Query performance slows drastically with an Index

  • I'm using SQL2005 x64 (SP2/CTP) dev ed on dual-dual 3ghz machine with 8gb ram. The data files a nicely spread out on raid system on their own spindles. I'm the only user.

    I have a query that is joining rows from a table with 45 million records to a table with with out 1000 rows and uses a single column predicate for left table that results in about 140k rows.

    If I run the query without an Index it does a table scan of the left table and completes the query in about 2 mins and for most of the time use 100% of CPU time avialable.

    If I build a non-clustered index of the left table based on the predicate column and the joining colum, and then include all the other columns covered in the query it uses an index-seek and it take about 30 mins and uses about 13% of CPU.

    The odd thing is is that the execution plan looks as expected for both scenarios: in the no-index version the table scan is at 93%; in the index version the index-seek is about 4% and all the other processes are more evenly distrubuted.

    If anybody has any clues where to start looking I'd be grateful.

  • If you could include the Queries, table schema, and indexes etc. it would make solving this issue much easier.

    Feel free to rename objects and columns if it would be a security risk.  All that matters is the datatypes on the tables.

    Col1 VARCHAR(30),

    Col2 SMALLINT,

    etc.

  • OK, I will do this. It is then end of my working day and I've been flummoxed with this problems for two days now.
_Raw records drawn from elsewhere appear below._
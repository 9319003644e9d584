use std::convert::TryFrom;

use anyhow::{anyhow, Context, Result};
use chrono::{DateTime, Utc};

use crate::db::models::{ResultCode, ScanRecordStatus};

pub fn to_i64(value: usize) -> Result<i64> {
    i64::try_from(value).map_err(|_| anyhow!("value {value} exceeds SQLite INTEGER range"))
}

pub fn parse_datetime(value: &str, field: &str) -> Result<DateTime<Utc>> {
    DateTime::parse_from_rfc3339(value)
        .map(|dt| dt.with_timezone(&Utc))
        .with_context(|| format!("failed to parse {field}"))
}

pub fn parse_scan_status(value: &str) -> Result<ScanRecordStatus> {
    match value {
        "Initiated" => Ok(ScanRecordStatus::Initiated),
        "Completed" => Ok(ScanRecordStatus::Completed),
        "Failed" => Ok(ScanRecordStatus::Failed),
        other => Err(anyhow!("unknown scan status {other}")),
    }
}

pub fn parse_result_code(value: &str) -> Result<ResultCode> {
    match value {
        "PENDING" => Ok(ResultCode::Pending),
        "SUCCESS" => Ok(ResultCode::Success),
        "ERROR" => Ok(ResultCode::Error),
        other => Err(anyhow!("unknown result code {other}")),
    }
}
use std::env;
use std::path::PathBuf;

fn main() {
    println!("cargo:rerun-if-env-changed=STATION_NATIVE_LIB_DIR");
    println!("cargo:rerun-if-env-changed=STATION_NATIVE_LIB_NAME");

    if env::var_os("CARGO_FEATURE_NATIVE").is_some() {
        link_native_gateway();
    }
}

fn link_native_gateway() {
    let lib_dir = PathBuf::from(
        env::var("STATION_NATIVE_LIB_DIR")
            .expect("STATION_NATIVE_LIB_DIR must point at the native gateway library"),
    );
    let lib_name = env::var("STATION_NATIVE_LIB_NAME").unwrap_or_else(|_| "station_native".into());
    let lib_dir = lib_dir.to_str().expect("link path invalid UTF-8");

    println!("cargo:rustc-link-search=native={lib_dir}");
    println!("cargo:rustc-link-lib=dylib={lib_name}");

    if env::var("CARGO_CFG_TARGET_OS").as_deref() != Ok("windows") {
        println!("cargo:rustc-link-arg=-Wl,-rpath,{lib_dir}");
    }
}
I just thought I'd ask the question first put I'll add all the DDLs tommorrow.

    Thanks

  • OK. I have slightly progressed on this and appears not to be the index, but a join.
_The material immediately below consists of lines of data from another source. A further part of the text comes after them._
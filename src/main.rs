#[tokio::main]
async fn main() -> anyhow::Result<()> {
    inspection_station_lib::run().await
}
pub mod controller;
pub mod sequence;
pub mod state;

use thiserror::Error;

use crate::{operator::OperatorContext, status::DeviceStatus};

pub use controller::{ScanSequencer, SequencerSnapshot};
pub use sequence::{capture_filename, LightPattern, LightingStep, SequencerConfig};
pub use state::{ScanPhase, ScanSession, ScanStatus, ScanSummary, StepOutcome};

/// Why a start request never reached the hardware.
#[derive(Debug, Clone, PartialEq, Eq, Error)]
pub enum AdmissionRejected {
    #[error("Scan already running")]
    AlreadyRunning,
    #[error("Operator {identity} is not permitted to drive the station")]
    NotPermitted { identity: String },
    #[error("PLC not connected")]
    PlcNotConnected,
    #[error("Camera not connected")]
    CameraNotConnected,
}

/// Checked in a fixed order so the operator always sees the most basic
/// obstacle first.
pub fn check_admission(
    status: &DeviceStatus,
    operator: &OperatorContext,
    running: bool,
) -> Result<(), AdmissionRejected> {
    if running {
        return Err(AdmissionRejected::AlreadyRunning);
    }
    if !operator.can_operate() {
        return Err(AdmissionRejected::NotPermitted {
            identity: operator.identity.clone(),
        });
    }
    if !status.plc_connected {
        return Err(AdmissionRejected::PlcNotConnected);
    }
    if !status.camera_connected {
        return Err(AdmissionRejected::CameraNotConnected);
    }
    Ok(())
}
    In query 1, I am joining two tables - one has a list of business addresses, the other a postcode boundary file and the join is on the postcode. The query is selecting just those business that are with the areas defined by the boundary file. This works in less that 1sec. So the indexing seems fine.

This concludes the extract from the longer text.